This is where the book Kasper chose for The Spark comes in.

Rebuilding with a book

Kasper credits Steven Covey’s The Seven Habits of Highly Effective People not only with being foundational to how he runs Swipes, but for helping him turn his life around.

“This book helped me quit making excuses for my situation. It wasn’t bad friends or peer pressure or someone else’s fault I was there. It was my own bad choices,” Kasper affirms. “Covey’s book made me aware that I was the only one who could change those.”

One of the key principles in The Seven Habits of Highly Effective People is guiding your own fate by being proactive. When you’re proactive, you are propelled by inner values and assume responsibility for your own life. Rather than becoming reactive to any sudden plot twist, when you’re proactive, you reflect, decide, and act.
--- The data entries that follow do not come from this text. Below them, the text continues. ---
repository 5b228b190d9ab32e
pub mod entities;
pub mod errors;
pub mod ports;

pub use entities::*;
pub use errors::{DomainError, Result};
use async_trait::async_trait;

use crate::domain::{errors::DomainError, CollectionStats, Document, Metadata, SearchResult};

#[async_trait]
pub trait VectorStore: Send + Sync {
    async fn add(&self, documents: Vec<Document>) -> Result<Vec<String>, DomainError>;

    // `filter` is an equality match on metadata fields.
    async fn search(
        &self,
        query: &str,
        n_results: usize,
        min_score: Option<f32>,
        filter: Option<&Metadata>,
    ) -> Result<Vec<SearchResult>, DomainError>;

    async fn get(&self, id: &str) -> Result<Option<Document>, DomainError>;

    async fn update(
        &self,
        id: &str,
        content: &str,
        metadata: Option<Metadata>,
    ) -> Result<(), DomainError>;

    async fn delete(&self, id: &str) -> Result<(), DomainError>;

    async fn list(&self) -> Result<Vec<Document>, DomainError>;

    async fn stats(&self) -> Result<CollectionStats, DomainError>;

    async fn reset(&self) -> Result<(), DomainError>;

    async fn heartbeat(&self) -> Result<(), DomainError>;
}
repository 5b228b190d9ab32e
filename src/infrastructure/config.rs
use std::env;
use std::time::Duration;

#[derive(Debug, Clone)]
pub struct AppConfig {
    pub server: ServerConfig,
    pub gemini: GeminiConfig,
    pub chroma: ChromaConfig,
    pub rag: RagConfig,
    pub redis_url: String,
    pub conversation_ttl_seconds: u64,
    pub rate_limit: RateLimitConfig,
    pub cors_allowed_origins: Vec<String>,
}

#[derive(Debug, Clone)]
pub struct ServerConfig {
    pub host: String,
    pub port: u16,
}

#[derive(Debug, Clone)]
pub struct GeminiConfig {
    pub api_key: String,
    pub model: String,
    pub base_url: String,
    pub timeout_seconds: u64,
}

impl GeminiConfig {
    pub fn timeout(&self) -> Duration {
        Duration::from_secs(self.timeout_seconds)
    }
}

#[derive(Debug, Clone)]
pub struct ChromaConfig {
    pub url: String,
    pub collection: String,
    pub timeout_seconds: u64,
}

impl ChromaConfig {
    pub fn timeout(&self) -> Duration {
        Duration::from_secs(self.timeout_seconds)
    }
}

#[derive(Debug, Clone)]
pub struct RagConfig {
    pub similarity_threshold: f32,
    pub max_context_docs: usize,
    pub system_prompt: String,
}

#[derive(Debug, Clone)]
pub struct RateLimitConfig {
    pub max_requests: usize,
    pub window_seconds: u64,
}

const DEFAULT_SYSTEM_PROMPT: &str = "You are a helpful AI assistant. Use the provided context \
to answer questions accurately. If the context doesn't contain relevant information, say so \
and provide a general answer.";

impl AppConfig {
    pub fn from_env() -> Self {
        Self {
            server: ServerConfig {
                host: env_or("SERVER_HOST", "0.0.0.0"),
                port: env_parse_or("SERVER_PORT", 8080),
            },
            gemini: GeminiConfig {
                api_key: env_or("GEMINI_API_KEY", ""),
                model: env_or("GEMINI_MODEL", "gemini-2.5-flash"),
                base_url: env_or(
                    "GEMINI_BASE_URL",
                    "https://generativelanguage.googleapis.com",
                ),
                timeout_seconds: env_parse_or("REQUEST_TIMEOUT_SECONDS", 30),
            },
            chroma: ChromaConfig {
                url: env_or("CHROMA_URL", "http://localhost:8000"),
                collection: env_or("CHROMA_COLLECTION", "documents"),
                timeout_seconds: env_parse_or("REQUEST_TIMEOUT_SECONDS", 30),
            },
            rag: RagConfig {
                similarity_threshold: env_parse_or("SIMILARITY_THRESHOLD", 0.2),
                max_context_docs: env_parse_or("RAG_MAX_CONTEXT_DOCS", 3),
                system_prompt: env_or("RAG_SYSTEM_PROMPT", DEFAULT_SYSTEM_PROMPT),
            },
            redis_url: env_or("REDIS_URL", "redis://localhost:6379"),
            conversation_ttl_seconds: env_parse_or("CONVERSATION_TTL_SECONDS", 86_400),
            rate_limit: RateLimitConfig {
                max_requests: env_parse_or("RATE_LIMIT_MAX_REQUESTS", 100),
                window_seconds: env_parse_or("RATE_LIMIT_WINDOW_SECONDS", 60),
            },
            cors_allowed_origins: env_or("CORS_ALLOWED_ORIGINS", "*")
                .split(',')
                .map(|s| s.trim().to_string())
                .filter(|s| !s.is_empty())
                .collect(),
        }
    }
}

impl Default for AppConfig {
    fn default() -> Self {
        Self::from_env()
    }
}

fn env_or(key: &str, default: &str) -> String {
    env::var(key).unwrap_or_else(|_| default.to_string())
}

fn env_parse_or<T: std::str::FromStr>(key: &str, default: T) -> T {
    env::var(key)
        .ok()
        .and_then(|v| v.parse().ok())
        .unwrap_or(default)
}

#[cfg(test)]
mod tests {
    use super::*;

    #[test]
    fn test_env_parse_or_falls_back() {
        assert_eq!(env_parse_or("RAG_GATEWAY_MISSING_VAR", 42u16), 42);
    }

    #[test]
    fn test_defaults() {
        let config = AppConfig::from_env();
        assert!(config.rag.similarity_threshold > 0.0);
        assert!(config.rag.max_context_docs > 0);
        assert!(!config.rag.system_prompt.is_empty());
    }
}
use chrono::{DateTime, Utc};
use serde::{Deserialize, Serialize};
use uuid::Uuid;

#[derive(Debug, Clone, Serialize, Deserialize)]
pub struct Conversation {
    pub id: String,
    pub messages: Vec<Message>,
    pub created_at: DateTime<Utc>,
    pub updated_at: DateTime<Utc>,
}

impl Conversation {
    pub fn new() -> Self {
        Self::with_id(Uuid::new_v4().to_string())
    }

    pub fn with_id(id: impl Into<String>) -> Self {
        let now = Utc::now();
        Self {
            id: id.into(),
            messages: Vec::new(),
            created_at: now,
            updated_at: now,
        }
    }

    pub fn add_message(&mut self, role: MessageRole, content: impl Into<String>) {
        self.messages.push(Message {
            role,
            content: content.into(),
        });
        self.updated_at = Utc::now();
    }
}

impl Default for Conversation {
    fn default() -> Self {
        Self::new()
    }
}

#[derive(Debug, Clone, Serialize, Deserialize)]
pub struct Message {
    pub role: MessageRole,
    pub content: String,
}

impl Message {
    pub fn new(role: MessageRole, content: impl Into<String>) -> Self {
        Self {
            role,
            content: content.into(),
        }
    }
}

#[derive(Debug, Clone, Copy, PartialEq, Eq, Serialize, Deserialize)]
#[serde(rename_all = "lowercase")]
pub enum MessageRole {
    System,
    User,
    Assistant,
}

impl MessageRole {
    pub fn as_str(&self) -> &'static str {
        match self {
            Self::System => "System",
            Self::User => "User",
            Self::Assistant => "Assistant",
        }
    }
}
//! Standalone page export.
//!
//! Lays the rendered elements of an [`HtmlDocument`] out into a complete
//! HTML file. Hidden elements keep their markup but are emitted with the
//! `hidden` attribute, so the page reflects exactly what a viewer would see.

use std::path::Path;

use anyhow::{Context, Result};

use super::document::{escape, ids, HtmlDocument};

const STYLE: &str = "\
body{font-family:sans-serif;margin:2rem;background:#f8f9fa;color:#212529}\
.cards{display:flex;gap:1rem;flex-wrap:wrap}\
.card{background:#fff;border-radius:.5rem;padding:1rem;min-width:12rem;box-shadow:0 1px 3px #0002}\
.kpi-value{font-size:1.6rem;font-weight:bold}\
.badge{padding:.2rem .5rem;border-radius:.3rem;color:#fff}\
.bg-danger{background:#dc3545}.bg-success{background:#198754}\
.bg-warning{background:#ffc107;color:#000}.bg-secondary{background:#6c757d}\
.text-danger{color:#dc3545}.text-muted{color:#6c757d}.text-center{text-align:center}\
table{width:100%;border-collapse:collapse;background:#fff}\
td,th{padding:.4rem;border-bottom:1px solid #dee2e6}\
.series-dimension{background:#fff;border-radius:.5rem;padding:1rem;margin-bottom:1rem}\
.series-chart{width:100%;height:10rem}\
.series-line{fill:none;stroke-width:2}\
.series-temperature .series-line{stroke:#fd7e14}.series-humidity .series-line{stroke:#0d6efd}\
.series-limit{stroke:#dc3545;stroke-dasharray:6 4}";

/// Render one element as a `<div>` (or a custom tag).
fn element(doc: &HtmlDocument, id: &str, tag: &str, class: &str) -> String {
    let Some(el) = doc.element(id) else {
        return String::new();
    };
    format!(
        r#"<{tag} id="{id}" class="{class}"{hidden}>{markup}</{tag}>"#,
        tag = tag,
        id = id,
        class = class,
        hidden = if el.visible { "" } else { " hidden" },
        markup = el.markup,
    )
}

fn checkbox(doc: &HtmlDocument, id: &str, label: &str) -> String {
    let checked = doc.is_checked(id).unwrap_or(false);
    format!(
        r#"<label><input type="checkbox" id="{}" disabled{}> {}</label>"#,
        id,
        if checked { " checked" } else { "" },
        label
    )
}

/// Build the full page.
pub fn to_page(doc: &HtmlDocument, title: &str, generated_at: &str) -> String {
    let mut out = String::new();
    out.push_str("<!DOCTYPE html>\n<html lang=\"pt-BR\">\n<head>\n<meta charset=\"utf-8\">\n");
    out.push_str(&format!("<title>{}</title>\n", escape(title)));
    out.push_str(&format!("<style>{}</style>\n</head>\n<body>\n", STYLE));
    out.push_str(&format!(
        "<h1>{} {}</h1>\n<p class=\"text-muted\">Gerado em {}</p>\n",
        escape(title),
        element(doc, ids::HEALTH_BADGE, "span", ""),
        escape(generated_at)
    ));

    out.push_str("<section class=\"cards\">\n");
    for name in ids::KPI_CARDS {
        out.push_str(&format!(
            "<div class=\"card\">{}</div>\n",
            element(doc, &ids::content(name), "div", "kpi")
        ));
    }
    out.push_str("</section>\n");

    out.push_str("<section>\n<h2>Série temporal</h2>\n");
    out.push_str(&element(doc, ids::SERIES_CONTENT, "div", "series"));
    out.push_str("\n</section>\n");

    out.push_str("<section>\n<h2>Análise inteligente ");
    out.push_str(&element(doc, ids::AI_STATUS_BADGE, "span", ""));
    out.push_str("</h2>\n");
    let mut ai = String::new();
    for (id, heading) in [
        (ids::AI_INSIGHTS_CONTENT, "Insights"),
        (ids::AI_ANOMALIES_CONTENT, "Anomalias"),
        (ids::AI_PREDICTIONS_CONTENT, "Predições"),
        (ids::AI_PATTERNS_CONTENT, "Padrões"),
    ] {
        ai.push_str(&format!(
            "<div class=\"card\"><h3>{}</h3>{}</div>\n",
            heading,
            element(doc, id, "div", "ai-panel")
        ));
    }
    if let Some(el) = doc.element(ids::AI_CONTENT) {
        out.push_str(&format!(
            "<div id=\"{}\" class=\"cards\"{}>\n{}</div>\n",
            ids::AI_CONTENT,
            if el.visible { "" } else { " hidden" },
            ai
        ));
    }
    out.push_str("</section>\n");

    out.push_str("<section>\n<h2>Violações</h2>\n<p>");
    out.push_str(&checkbox(doc, ids::FILTER_TEMP, "Temperatura"));
    out.push(' ');
    out.push_str(&checkbox(doc, ids::FILTER_HUMIDITY, "Umidade"));
    if let Some(limit) = doc.value(ids::VIOLATIONS_LIMIT) {
        out.push_str(&format!(" | Limite: {}", escape(limit)));
    }
    out.push_str("</p>\n<table>\n<thead><tr><th>Data/Hora</th><th>Temperatura</th>");
    out.push_str("<th>Umidade</th><th>Status</th><th>Motivo</th></tr></thead>\n");
    out.push_str(&element(doc, ids::VIOLATIONS_TABLE, "tbody", ""));
    out.push_str("\n</table>\n</section>\n</body>\n</html>\n");
    out
}

/// Write the page to `path`.
pub fn write_page(doc: &HtmlDocument, title: &str, generated_at: &str, path: &Path) -> Result<()> {
    std::fs::write(path, to_page(doc, title, generated_at))
        .with_context(|| format!("Failed to write {}", path.display()))
}
//! Rendering of fetched data into element-addressed markup.
//!
//! ## Submodules
//!
//! - [`document`]: The [`Document`] output contract and the in-memory
//!   [`HtmlDocument`]
//! - [`violations`]: The violation table, its filter controls and row view
//!   model
//! - [`sections`]: KPI cards, the health badge and the analytics section
//! - [`series`]: Temperature/humidity trend charts
//! - [`page`]: Standalone HTML export

pub mod document;
pub mod page;
pub mod sections;
pub mod series;
pub mod violations;

pub use document::{escape, ids, Document, Element, HtmlDocument};
pub use page::{to_page, write_page};
pub use sections::{render_ai, render_health, render_kpis, AiStatus};
pub use series::{render_series, series_markup};
pub use violations::{render_controls, render_error, render_raw, render_table, ViolationRow};
//! Background refresh scheduling.
//!
//! A [`Scheduler`] owns a task that starts a fetch cycle on every interval
//! tick and on every manual trigger. Each cycle runs as its own task, so a
//! slow cycle never delays the next one; finished cycles are delivered in
//! completion order and the [`Dashboard`](crate::Dashboard) drops the stale
//! ones by sequence stamp.
//!
//! ```text
//!  interval ─┐                 ┌─▶ cycle task ─┐
//!  trigger() ├─▶ scheduler ────┼─▶ cycle task ─┼─▶ RefreshEvent ─▶ poll()
//!  period ───┘     task        └─▶ ...         ┘
//! ```

use std::time::Duration;

use tokio::sync::{mpsc, watch};
use tokio::task::{JoinHandle, JoinSet};
use tokio::time::{self, Interval, MissedTickBehavior};
use tracing::{debug, error};

use crate::notify::panic_message;
use crate::source::{CycleOutcome, DataFetcher, Period};

/// What the scheduler reports back.
#[derive(Debug)]
pub enum RefreshEvent {
    /// A cycle settled; apply it.
    Cycle(CycleOutcome),
    /// A cycle task panicked or was cancelled.
    Failed(String),
}

/// Handle to the background refresh task. Dropping it stops the task.
#[derive(Debug)]
pub struct Scheduler {
    trigger: mpsc::UnboundedSender<()>,
    period: watch::Sender<Period>,
    events: mpsc::UnboundedReceiver<RefreshEvent>,
    handle: JoinHandle<()>,
}

impl Scheduler {
    /// Spawn the scheduler and start the first cycle immediately.
    ///
    /// With `interval` set to `None` only manual triggers start cycles.
    /// Must be called from within a tokio runtime.
    pub fn spawn(fetcher: DataFetcher, period: Period, interval: Option<Duration>) -> Self {
        let (trigger_tx, trigger_rx) = mpsc::unbounded_channel();
        let (period_tx, period_rx) = watch::channel(period);
        let (events_tx, events_rx) = mpsc::unbounded_channel();

        let ticker = interval.map(|every| {
            let mut ticker = time::interval_at(time::Instant::now() + every, every);
            ticker.set_missed_tick_behavior(MissedTickBehavior::Delay);
            ticker
        });

        let handle = tokio::spawn(run(fetcher, ticker, trigger_rx, period_rx, events_tx));

        Self {
            trigger: trigger_tx,
            period: period_tx,
            events: events_rx,
            handle,
        }
    }

    /// Start a cycle now.
    pub fn trigger(&self) {
        if self.trigger.send(()).is_err() {
            error!("Refresh scheduler is not running");
        }
    }

    /// Scope subsequent cycles to `period`.
    pub fn set_period(&self, period: Period) {
        self.period.send_replace(period);
    }

    /// Next finished event without blocking.
    pub fn poll(&mut self) -> Option<RefreshEvent> {
        self.events.try_recv().ok()
    }

    /// Wait for the next finished event.
    pub async fn next(&mut self) -> Option<RefreshEvent> {
        self.events.recv().await
    }

    pub fn is_running(&self) -> bool {
        !self.handle.is_finished()
    }
}

impl Drop for Scheduler {
    fn drop(&mut self) {
        self.handle.abort();
    }
}

async fn tick(ticker: &mut Option<Interval>) {
    match ticker {
        Some(ticker) => {
            ticker.tick().await;
        }
        None => std::future::pending().await,
    }
}

fn launch(cycles: &mut JoinSet<CycleOutcome>, fetcher: &DataFetcher, period: Period) {
    let fetcher = fetcher.clone();
    cycles.spawn(async move { fetcher.run_cycle(period).await });
}

async fn run(
    fetcher: DataFetcher,
    mut ticker: Option<Interval>,
    mut trigger: mpsc::UnboundedReceiver<()>,
    period: watch::Receiver<Period>,
    events: mpsc::UnboundedSender<RefreshEvent>,
) {
    let mut cycles = JoinSet::new();
    launch(&mut cycles, &fetcher, *period.borrow());

    loop {
        tokio::select! {
            _ = tick(&mut ticker) => {
                debug!("Refresh tick");
                launch(&mut cycles, &fetcher, *period.borrow());
            }
            msg = trigger.recv() => match msg {
                Some(()) => {
                    debug!("Manual refresh");
                    launch(&mut cycles, &fetcher, *period.borrow());
                }
                // Every handle dropped
                None => break,
            },
            Some(joined) = cycles.join_next() => {
                let event = match joined {
                    Ok(outcome) => RefreshEvent::Cycle(outcome),
                    Err(e) if e.is_panic() => {
                        let message = panic_message(e.into_panic().as_ref());
                        error!("Refresh cycle panicked: {}", message);
                        RefreshEvent::Failed(message)
                    }
                    Err(e) => RefreshEvent::Failed(e.to_string()),
                };
                if events.send(event).is_err() {
                    break;
                }
            }
        }
    }
    cycles.abort_all();
}

#[cfg(test)]
mod tests {
    use super::*;
    use crate::source::mock::MockClient;
    use crate::source::Endpoints;
    use serde_json::json;
    use std::sync::Arc;

    fn fetcher(client: Arc<MockClient>) -> DataFetcher {
        DataFetcher::new(client, Endpoints::default())
    }

    fn backend() -> MockClient {
        MockClient::new().respond("/api/violations", json!([]))
    }

    async fn next_cycle(scheduler: &mut Scheduler) -> CycleOutcome {
        match scheduler.next().await {
            Some(RefreshEvent::Cycle(outcome)) => outcome,
            other => panic!("expected a cycle, got {:?}", other),
        }
    }

    #[tokio::test(start_paused = true)]
    async fn test_initial_cycle_then_interval() {
        let client = Arc::new(backend());
        let mut scheduler = Scheduler::spawn(
            fetcher(client.clone()),
            Period::default(),
            Some(Duration::from_secs(30)),
        );

        let first = next_cycle(&mut scheduler).await;
        assert!(first.violations.is_ok());

        // Paused clock auto-advances to the next tick
        let second = next_cycle(&mut scheduler).await;
        assert!(second.seq > first.seq);
        assert!(scheduler.is_running());
    }

    #[tokio::test(start_paused = true)]
    async fn test_manual_trigger_uses_current_period() {
        let client = Arc::new(backend());
        let mut scheduler = Scheduler::spawn(fetcher(client.clone()), Period::default(), None);
        next_cycle(&mut scheduler).await;

        scheduler.set_period(Period {
            days: 7,
            limit: 50,
            ..Period::default()
        });
        scheduler.trigger();
        let outcome = next_cycle(&mut scheduler).await;

        assert_eq!(outcome.period.days, 7);
        assert!(client
            .calls()
            .contains(&"/api/violations?days=7&limit=50".to_string()));
        assert!(scheduler.poll().is_none());
    }

    #[tokio::test(start_paused = true)]
    async fn test_overlapping_cycles_deliver_in_completion_order() {
        let client = Arc::new(backend().with_delay(Duration::from_millis(100)));
        let mut scheduler = Scheduler::spawn(fetcher(client), Period::default(), None);
        scheduler.trigger();

        let a = next_cycle(&mut scheduler).await;
        let b = next_cycle(&mut scheduler).await;
        let mut seqs = vec![a.seq, b.seq];
        seqs.sort_unstable();
        assert_eq!(seqs, vec![1, 2]);
    }
}
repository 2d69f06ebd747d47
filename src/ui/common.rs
//! Common UI components shared across views.
//!
//! This module contains the header bar, tab bar, status bar, and help overlay.

use ratatui::{
    layout::Rect,
    style::{Modifier, Style},
    text::{Line, Span},
    widgets::{Block, Borders, Paragraph, Tabs},
    Frame,
};

use crate::app::{App, View};
use crate::data::format::{format_celsius, format_count, format_optional, format_percent};
use crate::data::Panel;

/// Render the header bar with the period's headline numbers.
///
/// Displays: status indicator, environment, mean readings, violation count
/// and the backend health check.
pub fn render_header(frame: &mut Frame, app: &App, area: Rect) {
    let env = app.dashboard.config().environment();
    let title = Span::styled(" ENVWATCH ", Style::default().add_modifier(Modifier::BOLD));
    let health = app.dashboard.health();
    let health = Span::styled(
        format!(" │ {}", health.label()),
        app.theme.flag_style(health.is_degraded()),
    );

    let kpis = match app.dashboard.summary() {
        Panel::Ready(kpis) => kpis,
        Panel::Failed(err) if app.dashboard.applied_seq() > 0 => {
            let line = Line::from(vec![
                Span::styled(" ● ", app.theme.flag_style(true)),
                title,
                Span::raw(format!("│ {} │ Resumo indisponível: {}", env, err)),
                health,
            ]);
            frame.render_widget(Paragraph::new(line), area);
            return;
        }
        _ => {
            let line = Line::from(vec![title, Span::raw(format!("│ {} │ Carregando...", env))]);
            frame.render_widget(Paragraph::new(line), area);
            return;
        }
    };

    let any_violation = kpis.violations_count > 0;
    let period = app.dashboard.period();

    let line = Line::from(vec![
        Span::styled(" ● ", app.theme.flag_style(any_violation)),
        title,
        Span::raw(format!("│ {} │ {} dias │ ", env, period.days)),
        Span::styled(
            format_optional(kpis.temperature_mean, format_celsius),
            app.theme
                .flag_style(kpis.temperature_mean.is_some_and(crate::data::temp_violation)),
        ),
        Span::raw(" "),
        Span::styled(
            format_optional(kpis.humidity_mean, format_percent),
            app.theme
                .flag_style(kpis.humidity_mean.is_some_and(crate::data::rh_violation)),
        ),
        Span::raw(" │ "),
        if any_violation {
            Span::styled(
                format_count(kpis.violations_count),
                Style::default().fg(app.theme.violation).add_modifier(Modifier::BOLD),
            )
        } else {
            Span::styled("0", Style::default().add_modifier(Modifier::DIM))
        },
        Span::raw(format!(
            " violações / {} medições",
            format_count(kpis.total_measurements)
        )),
        health,
    ]);

    frame.render_widget(Paragraph::new(line), area);
}

/// Render the tab bar showing available views.
///
/// Highlights the currently active view.
pub fn render_tabs(frame: &mut Frame, app: &App, area: Rect) {
    let titles: Vec<Line> = [View::Overview, View::Violations, View::Analytics]
        .iter()
        .enumerate()
        .map(|(i, v)| Line::from(format!(" {}:{} ", i + 1, v.label())))
        .collect();

    let selected = match app.current_view {
        View::Overview => 0,
        View::Violations => 1,
        View::Analytics => 2,
    };

    let tabs = Tabs::new(titles)
        .select(selected)
        .style(app.theme.tab_inactive)
        .highlight_style(app.theme.tab_active)
        .divider("|");

    frame.render_widget(tabs, area);
}

/// Render the status bar at the bottom.
///
/// Shows: backend, time since last update, available controls.
/// Also displays temporary notifications.
pub fn render_status_bar(frame: &mut Frame, app: &App, area: Rect) {
    if let Some(notice) = app.get_status_message() {
        let paragraph = Paragraph::new(format!(" {} ", notice.message))
            .style(app.theme.notice_style(notice.level));
        frame.render_widget(paragraph, area);
        return;
    }

    let controls = match app.current_view {
        View::Violations => "t/u:filtros +/-:limite ↑↓:linha x:json r:atualizar ?:ajuda q:sair",
        _ => "Tab:trocar [/]:período r:atualizar e:exportar ?:ajuda q:sair",
    };

    let status = match app.seconds_since_update() {
        Some(elapsed) => format!(
            " {} | Atualizado há {:.0}s{} | {}",
            app.source_description(),
            elapsed,
            if app.refreshing { " (atualizando)" } else { "" },
            controls
        ),
        None => format!(" {} | Carregando... | q:sair", app.source_description()),
    };

    let paragraph = Paragraph::new(status).style(Style::default().add_modifier(Modifier::DIM));
    frame.render_widget(paragraph, area);
}

/// Render the help overlay with keyboard shortcuts.
///
/// Displayed as a centered modal on top of the current view.
pub fn render_help(frame: &mut Frame, app: &App, area: Rect) {
    let section = |title: &'static str| {
        Line::from(vec![Span::styled(
            title,
            Style::default().add_modifier(Modifier::BOLD),
        )])
    };

    let help_text = vec![
        Line::from(vec![Span::styled("Atalhos", app.theme.header)]),
        Line::from(""),
        section(" Navegação"),
        Line::from("  Tab/1-3     Trocar de visão"),
        Line::from("  ↑/↓ j/k     Selecionar linha"),
        Line::from("  PgUp/PgDn   Pular 10 linhas"),
        Line::from(""),
        section(" Violações"),
        Line::from("  t         Filtro de temperatura"),
        Line::from("  u         Filtro de umidade"),
        Line::from("  + / -     Limite de registros"),
        Line::from("  [ / ]     Período em dias"),
        Line::from(""),
        section(" Geral"),
        Line::from("  r         Atualizar agora"),
        Line::from("  e         Exportar página HTML"),
        Line::from("  x         Exportar registros (JSON)"),
        Line::from("  q         Sair"),
        Line::from(""),
        Line::from(vec![Span::styled(
            "Qualquer tecla fecha",
            Style::default().add_modifier(Modifier::DIM),
        )]),
    ];

    let block = Block::default()
        .title(" Ajuda ")
        .borders(Borders::ALL)
        .border_type(app.theme.border_type)
        .border_style(Style::default().fg(app.theme.highlight));

    let paragraph = Paragraph::new(help_text).block(block);

    let help_width = 42u16.min(area.width.saturating_sub(4));
    let help_height = 23u16.min(area.height.saturating_sub(2));
    let x = area.x + (area.width.saturating_sub(help_width)) / 2;
    let y = area.y + (area.height.saturating_sub(help_height)) / 2;
    let help_area = Rect::new(x, y, help_width, help_height);

    frame.render_widget(ratatui::widgets::Clear, help_area);
    frame.render_widget(paragraph, help_area);
}

/// Bordered block in the current theme.
pub fn block<'a>(app: &App, title: String) -> Block<'a> {
    Block::default()
        .title(title)
        .borders(Borders::ALL)
        .border_type(app.theme.border_type)
        .border_style(Style::default().fg(app.theme.border))
}
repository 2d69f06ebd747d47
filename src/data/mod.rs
//! Data models and processing for backend responses.
//!
//! This module turns raw JSON from the monitoring API into classified,
//! display-ready values.
//!
//! ## Submodules
//!
//! - [`measurement`]: Violation records ([`Measurement`]) and the fixed
//!   temperature/humidity thresholds
//! - [`facets`]: Typed panels over the analytic facets (anomalies,
//!   predictions, patterns, insights, summary)
//! - [`format`]: Localized timestamps and numeric formatting
//! - [`history`]: Per-cycle KPI history for sparklines
//! - [`series`]: Backend time series for the trend charts
//!
//! ## Data Flow
//!
//! ```text
//! violations JSON ──▶ parse_records() ──────▶ Measurement (temp/rh flags)
//!                                                  │
//! facet JSON ──▶ *::from_facet() ──▶ Panel<T> ─────┤
//! series JSON ─▶ Series::from_facet() ─▶ Panel ────┤
//!                                                  ▼
//!                                              renderers
//! ```

pub mod facets;
pub mod format;
pub mod history;
pub mod measurement;
pub mod series;

pub use facets::{
    facet_error, AnomalySummary, ApiHealth, Insight, Panel, PatternSummary, PredictionSummary,
    SummaryKpis,
};
pub use history::History;
pub use measurement::{
    parse_records, rh_violation, temp_violation, Measurement, RecordStatus, RH_LIMIT, TEMP_HIGH,
    TEMP_LOW,
};
pub use series::{Series, SeriesPoint};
According to Covey, reflection and decision is what distinguishes humans from animals. An animal simply acts according to the way it is programmed—an external stimulus triggers a particular response. Humans, however, can “program” themselves. We are able to reflect in the time between receiving a stimulus and reacting. The ability to “externally” observe ourselves and our actions allows us to actively decide how we react to outside influences.

During his time in jail, Kasper had a lot of time to reflect and determine his next action. What he ended up deciding was that it was time he took control.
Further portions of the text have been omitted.